Southern Maryland News

There she goes

- Twitter: @rightmeg

In the end, it was the whisk that did it. After weeks of really trying to coax Hadley to crawl, our one-year-old finally moved independen­tly just days before her birthday. We’d been encouragin­g her with the rocking motion, proper leg placement, etc., that we’d learned from months of physical therapy with our son.

It took a while. And that’s OK. Knowing how challengin­g life with two young kids can be when one is still stationary, I actually wasn’t in a hurry to get Hadley up and about before she was ready. My husband and I have been surprising­ly patient about the whole thing.

That’s a difference between Baby No. 1 and Baby No. 2, no doubt. With Oliver, especially given his prematurit­y, I spent a great deal of time worrying about what milestones he hadn’t reached and how far “behind” he was. Any mention of his delays put on me on the defense, and I agonized over whether his early birth would have lifelong repercussi­ons.

Those aren’t the things they talk about in baby books.

Ollie didn’t sit unassisted until close to his first birthday, and took much longer to start crawling. And walking? Well.

What’s funny is, of course, you’d never guess any of that now. Everything we went through to get Oliver “caught up” (which is all relative, by the way) is long in the past . . . except that, sometimes, it doesn’t feel so long ago at all.

I have a different perspectiv­e with our daughter because of everything we went through with her brother. I thought she’d be on the move quickly, what with Oliver running literal circles around her, but she’s a calm one — and being on her own timeline isn’t a problem. Hadley has been content to watch the circus without climbing the trapeze herself.

What’s funny is that a room full of rattles, light-up robots, tiny balls and baby dolls has been of little interest to Hadley. We knew she would start to scoot when she saw something out of grasp she wanted, but nothing was compelling enough to get her to crawl over and snatch it up.

Oliver recently figured out how to make his own ladder by pushing a dining room chair across the room. Our last hiding space for keeping items out of reach (but still accessible) on the kitchen counter is now gone, so I’m learning to get creative about that.

Gone are the steak knives, kitchen shears and fancy chopsticks from San Francisco. A high shelf in the corner cabinet now holds anything pointy, which makes my stomach churn at the disorganiz­ation of it all — but safety is, of course, the most important thing. Especially with a tall toddler on the loose.

What Ollie can reach? The utensils stuffed into a holder I bought Spencer when he first moved into his apartment. The man had been piling his wooden spoons and tongs on the counter, for goodness’ sake. Who wouldn’t intervene?

Oliver loves to “cook” with us, so he is forever dragging his chair over to pretend to prepare breakfast at the stove. This gives me a heart attack, of course. Luckily the sound of the chair legs scraping across the room is unmistakab­le, so Ollie doesn’t get very far without supervisio­n. But still.

Oddly enough, our son’s favorite plaything is a silver whisk. He calls it something else — a word I wouldn’t even know how to begin writing out — but it is, indeed, a whisk. Considerin­g I only use said utensil when I’m baking and I rarely have time or calories to burn on sweets, it’s fine for Ollie to carry it around.

And he does. Whisk is used to “make soup” in the back of a yellow dump truck, or “stir” in the bed of a wagon. Oliver pretends to make food and offer me the whisk to sample his invisible, tasteless creations, and I dutifully try each “dish.”

Apparently Hadley is equally captivated by the whisk, given that’s what finally inspired her to swoop in and grab her brother’s favorite object.
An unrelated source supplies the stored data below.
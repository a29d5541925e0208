use super::*;
use crate::parser::transform_attr::parse_transform_attribute;

fn doc(body: &str) -> Document {
    Document::parse_str(&format!(
        r#"<svg xmlns="http://www.w3.org/2000/svg" xmlns:xlink="http://www.w3.org/1999/xlink">{body}</svg>"#
    ))
    .unwrap()
}

fn tags(d: &Document) -> Vec<String> {
    d.descendants(d.root())
        .iter()
        .map(|n| d.tag(*n).to_owned())
        .collect()
}

#[test]
fn missing_reference_drops_only_the_use() {
    let mut d = doc(r##"<rect width="10"/><use href="#missing" x="50"/><circle/>"##);
    parse_use_directives(&mut d);
    assert_eq!(tags(&d), ["rect", "circle"]);
}

#[test]
fn use_is_replaced_by_marked_clone_with_translate() {
    let mut d = doc(
        r##"<defs><rect id="r" width="5" transform="scale(2)"/></defs><use xlink:href="#r" x="3" y="4" fill="red"/>"##,
    );
    parse_use_directives(&mut d);
    let clone = d.children(d.root())[1];
    assert_eq!(d.tag(clone), "rect");
    assert_eq!(d.attribute(clone, "id"), None);
    assert_eq!(d.attribute(clone, INSTANTIATED_BY_USE), Some("1"));
    assert_eq!(d.attribute(clone, "fill"), Some("red"));
    assert_eq!(d.attribute(clone, "width"), Some("5"));
    let m = parse_transform_attribute(d.attribute(clone, "transform").unwrap());
    assert_eq!(m.as_coeffs(), [2.0, 0.0, 0.0, 2.0, 6.0, 8.0]);
    // The referenced original is untouched.
    let original = d.get_element_by_id("r").unwrap();
    assert_eq!(d.attribute(original, "fill"), None);
}

#[test]
fn original_attributes_win_over_use_attributes() {
    let mut d = doc(r##"<rect id="r" fill="blue"/><use href="#r" fill="red"/>"##);
    parse_use_directives(&mut d);
    let clone = d.children(d.root())[1];
    assert_eq!(d.attribute(clone, "fill"), Some("blue"));
}

#[test]
fn styles_are_merged_with_original_winning() {
    let mut d = doc(
        r##"<rect id="r" style="fill:blue"/><use href="#r" style="fill:red;stroke:green"/>"##,
    );
    parse_use_directives(&mut d);
    let clone = d.children(d.root())[1];
    assert_eq!(d.attribute(clone, "style"), Some("fill:blue;stroke:green"));
}

#[test]
fn unresolvable_clip_path_is_ignored_but_use_survives() {
    let mut d = doc(
        r##"<defs><path id="heart" d="M0 0"/></defs><use clip-path="url(#myClip)" href="#heart" fill="red"/>"##,
    );
    parse_use_directives(&mut d);
    let clone = d.children(d.root())[1];
    assert_eq!(d.tag(clone), "path");
    assert_eq!(d.attribute(clone, "clip-path"), None);
    assert_eq!(d.attribute(clone, "fill"), Some("red"));
}

#[test]
fn resolvable_clip_path_is_kept() {
    let mut d = doc(
        r##"<clipPath id="c"><rect/></clipPath><circle id="dot"/><use clip-path="url(#c)" href="#dot"/>"##,
    );
    parse_use_directives(&mut d);
    let clone = d.children(d.root())[2];
    assert_eq!(d.attribute(clone, "clip-path"), Some("url(#c)"));
}

#[test]
fn referenced_svg_becomes_group() {
    let mut d = doc(r##"<svg id="inner"><rect/></svg><use href="#inner"/>"##);
    parse_use_directives(&mut d);
    let clone = d.children(d.root())[1];
    assert_eq!(d.tag(clone), "g");
    assert_eq!(d.tag(d.children(clone)[0]), "rect");
}

#[test]
fn self_reference_is_dropped() {
    let mut d = doc(r##"<g id="loop"><use href="#loop"/></g>"##);
    parse_use_directives(&mut d);
    assert_eq!(tags(&d), ["g"]);
}
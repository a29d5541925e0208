use super::*;
use crate::transform::affine::{approx_eq, rotate, scale, translate};

#[test]
fn identity_to_quarter_turn_stays_rigid_at_midpoint() {
    let anim = TransformAnimation::new(Affine::IDENTITY, rotate(90.0));
    let mid = anim.value_at(0.5, 1.0, Ease::Linear);
    let d = qr_decompose(mid);
    assert!((d.angle - 45.0).abs() < 1e-9);
    assert!((d.scale_x - 1.0).abs() < 1e-9);
    assert!((d.scale_y - 1.0).abs() < 1e-9);
    assert!(d.skew_x.abs() < 1e-9);

    // Naive coefficient lerp would shrink the matrix to scale ~0.707.
    let [a, b, ..] = mid.as_coeffs();
    assert!(((a * a + b * b).sqrt() - 1.0).abs() < 1e-9);
}

#[test]
fn endpoints_match_inputs() {
    let start = translate(5.0, 5.0) * scale(2.0, 1.0);
    let end = translate(-3.0, 8.0) * rotate(120.0) * scale(0.5, 3.0);
    let anim = TransformAnimation::new(start, end);
    assert!(approx_eq(anim.value_at(0.0, 2.0, Ease::InOutCubic), start, 1e-9));
    assert!(approx_eq(anim.value_at(2.0, 2.0, Ease::InOutCubic), end, 1e-9));
    assert!(approx_eq(anim.value_at(2.0, 2.0, Ease::InSine), end, 1e-9));
}

#[test]
fn translation_is_eased_linearly_in_components() {
    let anim = TransformAnimation::new(translate(0.0, 0.0), translate(100.0, -50.0));
    let m = anim.value_at(1.0, 4.0, Ease::Linear);
    assert!(approx_eq(m, translate(25.0, -12.5), 1e-12));
}

#[test]
fn singular_end_keeps_start_for_undefined_components() {
    let anim = TransformAnimation::new(Affine::IDENTITY, scale(0.0, 0.0));
    assert_eq!(anim.by().scale_y, 0.0);
    let m = anim.value_at(1.0, 1.0, Ease::Linear);
    let [a, b, c, d, e, f] = m.as_coeffs();
    assert!(a.abs() < 1e-12 && b.abs() < 1e-12 && e == 0.0 && f == 0.0);
    assert!(c.abs() < 1e-12 && (d - 1.0).abs() < 1e-12);
}
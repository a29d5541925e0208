pub mod animation_attrs;
pub mod clip_paths;
pub mod document;
pub mod dom;
pub mod instantiate;
pub mod number;
pub mod transform_attr;
pub mod use_directives;
pub mod viewbox;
Ollie dropped the item in question and took off with something else that is absolutely not a toy (a silver dollar, useless raffle ticket, bottle of nail polish — you name it).

Sensing her opportunit­y, Hadley got up the gumption to move in for the steal. I was watching the whole thing play out with my iPhone poised to record the big moment. After days of thinking she was finally going to do it, of course this all happened on the one night my husband wasn’t home.
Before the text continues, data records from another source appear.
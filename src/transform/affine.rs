//! Affine transform helpers.
//!
//! Matrices use the SVG coefficient order `[a, b, c, d, e, f]`, which is also
//! [`kurbo::Affine`]'s. Composition is `a * b`: `b` is applied to a point first.

use crate::foundation::core::{Affine, Point};

#[inline]
pub fn compose(a: Affine, b: Affine) -> Affine {
    a * b
}

#[inline]
pub fn identity() -> Affine {
    Affine::IDENTITY
}

/// Multiply matrices in list order: `m[0] * m[1] * ... * m[n-1]`.
pub fn compose_all<I>(matrices: I) -> Affine
where
    I: IntoIterator<Item = Affine>,
{
    matrices.into_iter().fold(identity(), compose)
}

/// `(cos, sin)` of an angle in degrees, exact at multiples of a quarter turn.
pub fn cos_sin_deg(angle_deg: f64) -> (f64, f64) {
    if angle_deg % 90.0 == 0.0 {
        return match (angle_deg / 90.0).rem_euclid(4.0) as u8 {
            0 => (1.0, 0.0),
            1 => (0.0, 1.0),
            2 => (-1.0, 0.0),
            _ => (0.0, -1.0),
        };
    }
    let rad = angle_deg.to_radians();
    (rad.cos(), rad.sin())
}

pub fn translate(x: f64, y: f64) -> Affine {
    Affine::new([1.0, 0.0, 0.0, 1.0, x, y])
}

pub fn scale(x: f64, y: f64) -> Affine {
    Affine::new([x, 0.0, 0.0, y, 0.0, 0.0])
}

/// Rotation by `angle_deg` about `center`: `T(c) * R * T(-c)`.
pub fn rotate_about(angle_deg: f64, center: Point) -> Affine {
    let (cos, sin) = cos_sin_deg(angle_deg);
    let Point { x, y } = center;
    Affine::new([
        cos,
        sin,
        -sin,
        cos,
        x - (cos * x - sin * y),
        y - (sin * x + cos * y),
    ])
}

pub fn rotate(angle_deg: f64) -> Affine {
    rotate_about(angle_deg, Point::ORIGIN)
}

pub fn skew_x(angle_deg: f64) -> Affine {
    Affine::new([1.0, 0.0, angle_deg.to_radians().tan(), 1.0, 0.0, 0.0])
}

pub fn skew_y(angle_deg: f64) -> Affine {
    Affine::new([1.0, angle_deg.to_radians().tan(), 0.0, 1.0, 0.0, 0.0])
}

/// Approximate equality on all six coefficients.
pub fn approx_eq(a: Affine, b: Affine, eps: f64) -> bool {
    a.as_coeffs()
        .iter()
        .zip(b.as_coeffs().iter())
        .all(|(x, y)| (x - y).abs() <= eps)
}

#[cfg(test)]
#[path = "../../tests/unit/transform/affine.rs"]
mod tests;
use super::*;

#[test]
fn url_reference_accepts_quotes_and_spaces() {
    assert_eq!(url_reference("url(#clip1)"), Some("clip1"));
    assert_eq!(url_reference(" url( '#a-b' ) "), Some("a-b"));
    assert_eq!(url_reference("url(\"#q\")"), Some("q"));
    assert_eq!(url_reference("#clip1"), None);
    assert_eq!(url_reference("none"), None);
}

#[test]
fn clip_paths_keep_drawables_and_authored_transform() {
    let mut doc = Document::parse_str(
        r#"<svg xmlns="http://www.w3.org/2000/svg">
            <rect clip-path="url(#c)"/>
            <defs>
              <clipPath id="c" transform="scale(2)">
                <circle r="5"/><g><rect/></g><desc>x</desc>
              </clipPath>
            </defs>
            <clipPath><rect/></clipPath>
        </svg>"#,
    )
    .unwrap();
    let all = doc.descendants(doc.root());
    let map = collect_clip_paths(&mut doc, &all);
    assert_eq!(map.len(), 1);
    let frag = &map["c"];
    assert_eq!(frag.original_transform, "scale(2)");
    let tags: Vec<&str> = frag.elements.iter().map(|n| doc.tag(*n)).collect();
    assert_eq!(tags, ["circle", "rect"]);
    assert_eq!(doc.attribute(frag.node, "originalTransform"), Some("scale(2)"));
}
I debated waiting to tell Spencer after he returned from his class, or to avoid saying anything and let him discover it on his own. But in the end, I was too excited to keep it to myself. I sent text messages right away.

“Finally happened!” I wrote my husband.

“Guess who’s on the move?” I sent my family, adding a photo of Hadley with a look of absolute concentrat­ion as she retreated with her whisk.
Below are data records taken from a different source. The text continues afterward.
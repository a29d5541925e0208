//! Normalization of paint-related property values.

use std::collections::BTreeMap;

use crate::parser::animation_attrs::format_number;
use crate::parser::number::parse_float_prefix;
use crate::style::color::Color;

/// Property name to raw value, as read from markup.
pub type RawProps = BTreeMap<String, String>;

/// Turns raw paint values into the representation scene objects store.
///
/// Used when an animation value is not numeric, so that `values="red;blue"` ends up as
/// the same color strings an instantiated object carries.
pub trait PaintNormalizer {
    fn normalize(&self, props: RawProps) -> RawProps;
}

/// `fill`/`stroke` become `rgba(...)` with the matching `fillOpacity`/`strokeOpacity`
/// folded into alpha; `opacity` values are clamped to `0..=1`. `url(...)` paints and values
/// that are not colors pass through untouched.
#[derive(Clone, Copy, Debug, Default)]
pub struct DefaultPaintNormalizer;

impl DefaultPaintNormalizer {
    fn paint(value: &str, opacity: Option<f64>) -> Option<String> {
        if value.trim_start().starts_with("url(") {
            return None;
        }
        let mut color = Color::parse(value)?;
        if let Some(o) = opacity {
            color.a = ((color.a * o.clamp(0.0, 1.0)) * 100.0).round() / 100.0;
        }
        Some(color.to_rgba_string())
    }
}

impl PaintNormalizer for DefaultPaintNormalizer {
    fn normalize(&self, mut props: RawProps) -> RawProps {
        for (paint, opacity_key) in [("fill", "fillOpacity"), ("stroke", "strokeOpacity")] {
            let opacity = props.get(opacity_key).and_then(|v| parse_float_prefix(v));
            if let Some(value) = props.get_mut(paint)
                && let Some(normalized) = Self::paint(value, opacity)
            {
                *value = normalized;
            }
        }
        if let Some(value) = props.get_mut("opacity")
            && let Some(o) = parse_float_prefix(value)
        {
            *value = format_number(o.clamp(0.0, 1.0));
        }
        props
    }
}

#[cfg(test)]
#[path = "../../tests/unit/style/paint.rs"]
mod tests;
use std::f64::consts::FRAC_PI_2;

/// Easing curves mapping normalized time to normalized progress.
#[derive(Clone, Copy, Debug, Default, PartialEq, Eq, serde::Serialize, serde::Deserialize)]
pub enum Ease {
    Linear,
    #[default]
    InSine,
    OutSine,
    InOutSine,
    InQuad,
    OutQuad,
    InOutQuad,
    InCubic,
    OutCubic,
    InOutCubic,
}

impl Ease {
    pub const ALL: [Ease; 10] = [
        Ease::Linear,
        Ease::InSine,
        Ease::OutSine,
        Ease::InOutSine,
        Ease::InQuad,
        Ease::OutQuad,
        Ease::InOutQuad,
        Ease::InCubic,
        Ease::OutCubic,
        Ease::InOutCubic,
    ];

    pub fn apply(self, t: f64) -> f64 {
        let t = t.clamp(0.0, 1.0);
        match self {
            Self::Linear => t,
            Self::InSine => {
                if t == 1.0 {
                    1.0
                } else {
                    1.0 - (t * FRAC_PI_2).cos()
                }
            }
            Self::OutSine => (t * FRAC_PI_2).sin(),
            Self::InOutSine => {
                if t == 1.0 {
                    1.0
                } else {
                    -((std::f64::consts::PI * t).cos() - 1.0) / 2.0
                }
            }
            Self::InQuad => t * t,
            Self::OutQuad => 1.0 - (1.0 - t) * (1.0 - t),
            Self::InOutQuad => {
                if t < 0.5 {
                    2.0 * t * t
                } else {
                    1.0 - ((-2.0 * t + 2.0).powi(2) / 2.0)
                }
            }
            Self::InCubic => t * t * t,
            Self::OutCubic => 1.0 - (1.0 - t).powi(3),
            Self::InOutCubic => {
                if t < 0.5 {
                    4.0 * t * t * t
                } else {
                    1.0 - ((-2.0 * t + 2.0).powi(3) / 2.0)
                }
            }
        }
    }

    /// Eased value at `elapsed` of a `duration`-long change from `start` by `delta`.
    ///
    /// A non-positive duration jumps straight to `start + delta`.
    pub fn interpolate(self, elapsed: f64, start: f64, delta: f64, duration: f64) -> f64 {
        if duration <= 0.0 {
            return start + delta;
        }
        start + delta * self.apply(elapsed / duration)
    }
}

#[cfg(test)]
#[path = "../../tests/unit/animation/ease.rs"]
mod tests;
That was a few weeks ago. True to her personalit­y, Hadley is back to crawling only when she sees something of interest. It’s not enough to see Oliver or cousin Autumn getting into all the nooks and crannies they’ve been ordered not to; Hadley wants to make sure there’s something in it for her, you know? Gold at the end of this rainbow of exertion.

Can’t say I blame her. Though I tend to respond better to cookies — not whisks.